Je ne comprends pas du tout les critiques qui taxent Kontor (ou Amsterdam) d'ennuyeux, à part bien sûr qu'il fait très "vieux", en particulier dans la rédaction des règles, et il date effectivement de 1999, c'est à dire avant les deux autres jeux qu'il m'a rappelé et que je cite juste après. En effet, on construit peu à peu un carré ,comme dans Kingdomino, mais sur un territoire commun d'affrontements majoritaires, comme dans Carcassonne. On choisit d'abord une carte de sa main de 5, le plus grand chiffre joue en premier et certaines cartes obligent l'autre à payer. Les cartes des deux joueurs peuvent se juxtaposer pour former des zones portuaires à partir desquels on déterminera des majorités sur les marchandises produites par chacun (rendues très visibles par de petits entrepôts qu'on centralise sa la première carte posée). Le principe de majorités est simple à gérer et néanmoins original et équilibré: le plus grand différentiel sur n'importe quel produit gagne, ce qui rapporte 1 point de victoire et permet la pose d'un gardien, puis à la fin on regarde qui a les plus grands territoires gardés, ce qui rapporte encore des points. Si l'on ne trouve rien d'intéressant à jouer ou que l'on a besoin d'argent, on peut ne pas jouer et gagner un florin, ou jouer un canal et gagner la même somme (pour service public, un peu comme jouer les dés dans Camel Up). On reprend toujours de quoi compléter une main identique en canaux et quais à la fin du tour (l'équilibre, toujours l'équilibre). Le pion bateau et la carte grue, ainsi que des cartes canaux optionnelles permettent des retournements de situations intéressants et une plus grande durée de vie du jeu. Un détail amusant qui révèle la grande liberté de ce jeu, c'est que l'on n'est même pas obligé de s'affronter systématiquement: on peut aussi créer certaines zones complètement indépendantes en essayant de former de grandes zones pour être dans le top 5 à la fin, mais attention alors à ne pas se faire piquer sa zone par un changement de stratégie du joueur adverse. Et puis il y a la possibilité de changer le plan des canaux, notamment en suivant les variantes proposées à la fin de la notice.

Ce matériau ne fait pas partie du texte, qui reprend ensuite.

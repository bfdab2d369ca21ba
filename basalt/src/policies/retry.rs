//! Retry policies decide what to do with a failed request attempt: retry on
//! the same node, move on to the next node of the plan, or give up.

use crate::errors::{DbError, RequestAttemptError, WriteType};
use basalt_cql::Consistency;

/// Information about a failed request attempt.
pub struct RequestInfo<'a> {
    /// The error with which the attempt failed.
    pub error: &'a RequestAttemptError,
    /// True only if the request is known to be idempotent - applying it
    /// multiple times cannot change the outcome of the first application.
    pub is_idempotent: bool,
    /// Consistency with which the attempt was made.
    pub consistency: Consistency,
}

#[derive(Debug, PartialEq, Eq)]
pub enum RetryDecision {
    /// Retry on the same node, optionally changing the consistency.
    RetrySameNode(Option<Consistency>),
    /// Retry on the next node of the query plan.
    RetryNextNode(Option<Consistency>),
    /// Give up and propagate the error to the caller.
    DontRetry,
    /// Pretend the write succeeded; never produced by the builtin policies.
    IgnoreWriteError,
}

/// Creates per-request [RetrySession]s.
pub trait RetryPolicy: std::fmt::Debug + Send + Sync {
    /// Called for each new request; the session accumulates the retry
    /// history of that one request.
    fn new_session(&self) -> Box<dyn RetrySession>;
}

/// Decides the fate of consecutive failures of a single request.
pub trait RetrySession: Send + Sync {
    /// Called after a failed attempt.
    fn decide_should_retry(&mut self, request_info: RequestInfo) -> RetryDecision;

    /// Resets the session so it can be reused for a new request.
    fn reset(&mut self);
}

/// Forwards all errors directly to the caller, never retries.
#[derive(Debug, Default)]
pub struct FallthroughRetryPolicy;

pub struct FallthroughRetrySession;

impl FallthroughRetryPolicy {
    pub fn new() -> FallthroughRetryPolicy {
        FallthroughRetryPolicy
    }
}

impl RetryPolicy for FallthroughRetryPolicy {
    fn new_session(&self) -> Box<dyn RetrySession> {
        Box::new(FallthroughRetrySession)
    }
}

impl RetrySession for FallthroughRetrySession {
    fn decide_should_retry(&mut self, _request_info: RequestInfo) -> RetryDecision {
        RetryDecision::DontRetry
    }

    fn reset(&mut self) {}
}

/// The default retry policy - retries when there is a high chance that
/// another attempt might help.
#[derive(Debug, Default)]
pub struct DefaultRetryPolicy;

impl DefaultRetryPolicy {
    pub fn new() -> DefaultRetryPolicy {
        DefaultRetryPolicy
    }
}

impl RetryPolicy for DefaultRetryPolicy {
    fn new_session(&self) -> Box<dyn RetrySession> {
        Box::new(DefaultRetrySession::new())
    }
}

pub struct DefaultRetrySession {
    was_unavailable_retry: bool,
    was_read_timeout_retry: bool,
    was_write_timeout_retry: bool,
}

impl DefaultRetrySession {
    pub fn new() -> DefaultRetrySession {
        DefaultRetrySession {
            was_unavailable_retry: false,
            was_read_timeout_retry: false,
            was_write_timeout_retry: false,
        }
    }
}

impl Default for DefaultRetrySession {
    fn default() -> DefaultRetrySession {
        DefaultRetrySession::new()
    }
}
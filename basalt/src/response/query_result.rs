use uuid::Uuid;

use basalt_cql::frame::request::query::PagingStateResponse;
use basalt_cql::frame::response::result::{self, ColumnSpec, CqlValue, Row};

/// The result of a single request, as returned to the caller.
#[derive(Debug)]
pub struct QueryResult {
    rows: Option<Vec<Row>>,
    col_specs: Vec<ColumnSpec>,
    warnings: Vec<String>,
    tracing_id: Option<Uuid>,
    paging_state_response: PagingStateResponse,
}

impl QueryResult {
    pub(crate) fn from_result(
        result: result::Result,
        tracing_id: Option<Uuid>,
        warnings: Vec<String>,
    ) -> Self {
        match result {
            result::Result::Rows(rows) => {
                let paging_state_response = PagingStateResponse::new_from_raw_bytes(
                    rows.metadata.paging_state.as_deref(),
                );
                QueryResult {
                    rows: Some(rows.rows),
                    col_specs: rows.metadata.col_specs,
                    warnings,
                    tracing_id,
                    paging_state_response,
                }
            }
            _ => QueryResult {
                rows: None,
                col_specs: Vec::new(),
                warnings,
                tracing_id,
                paging_state_response: PagingStateResponse::NoMorePages,
            },
        }
    }

    pub(crate) fn mock_empty(tracing_id: Option<Uuid>, warnings: Vec<String>) -> Self {
        QueryResult {
            rows: None,
            col_specs: Vec::new(),
            warnings,
            tracing_id,
            paging_state_response: PagingStateResponse::NoMorePages,
        }
    }

    /// Rows of the result; None when the response carried no rows (e.g.
    /// a write).
    pub fn rows(&self) -> Option<&[Row]> {
        self.rows.as_deref()
    }

    /// Consumes the result, returning its rows.
    pub fn into_rows(self) -> Option<Vec<Row>> {
        self.rows
    }

    pub fn rows_num(&self) -> usize {
        self.rows.as_ref().map(Vec::len).unwrap_or(0)
    }

    /// The first row, if any.
    pub fn first_row(&self) -> Option<&Row> {
        self.rows.as_ref().and_then(|rows| rows.first())
    }

    /// Value of the given column of the first row.
    pub fn first_row_column(&self, column: usize) -> Option<&CqlValue> {
        self.first_row()
            .and_then(|row| row.columns.get(column))
            .and_then(Option::as_ref)
    }

    /// Column specifications of the result rows.
    pub fn col_specs(&self) -> &[ColumnSpec] {
        &self.col_specs
    }

    /// Warnings the server attached to the response.
    pub fn warnings(&self) -> impl Iterator<Item = &str> {
        self.warnings.iter().map(String::as_str)
    }

    /// Tracing id of the request, if tracing was enabled.
    pub fn tracing_id(&self) -> Option<Uuid> {
        self.tracing_id
    }

    /// Whether the server signalled more pages after this one.
    pub fn paging_state_response(&self) -> &PagingStateResponse {
        &self.paging_state_response
    }
}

Evidemment, avec cette grande liberté de pause et les différentiels des 3 marchandises à prendre en compte pour déterminer une seule victoire par territoire, ce jeu ne pourrait pas bien fonctionner à plus de 2 joueurs, même avec des jeux de cartes supplémentaires: on se retrouverait dans un chaos total jouable uniquement par des génies des maths. Cette complexité apparente ne doit pas vous effrayer car elle vous fait sortir du train-train de comptage mécanique propre aux deux classiques précités, on est vraiment dans du jeu créatif un peu fou à la Colovini.
Et la règle, très pointilleuse et old school, peut en effet donner une fort désagréable sensation de complexité arbitraire, mais ce serait facile de la reformuler clairement sur une seule feuille, en allant à l'essentiel comme le font les jeux modernes (alors que là tout ce que l'on peut faire ou pas est inutilement spécifié dans de longs paragraphes poussifs).
Le point positif de ces critiques négatives à mon avis injustifiées, c'est que sans doute grâce à elles on trouve ce très beau jeu pour littéralement une poignée d'euros. Il faudrait un jour faire un post "expérience de ludothèque à 30 euros maximum": j'ai ainsi aquis Intrigue à Venise (2), Le Tapis Volant (2,5), Amsterdam (2), Maharadja (4), Palazzo (2), Top Race (3), Grand Safari (3), Hermagor (3), Leonardo da vinci (2), Torres (5), Bonhanza (2). De quoi faire avec ces jeux magnifiques un peu (ou parfois complètement) oubliés, tout cela pour à peine le prix d'un jeu neuf.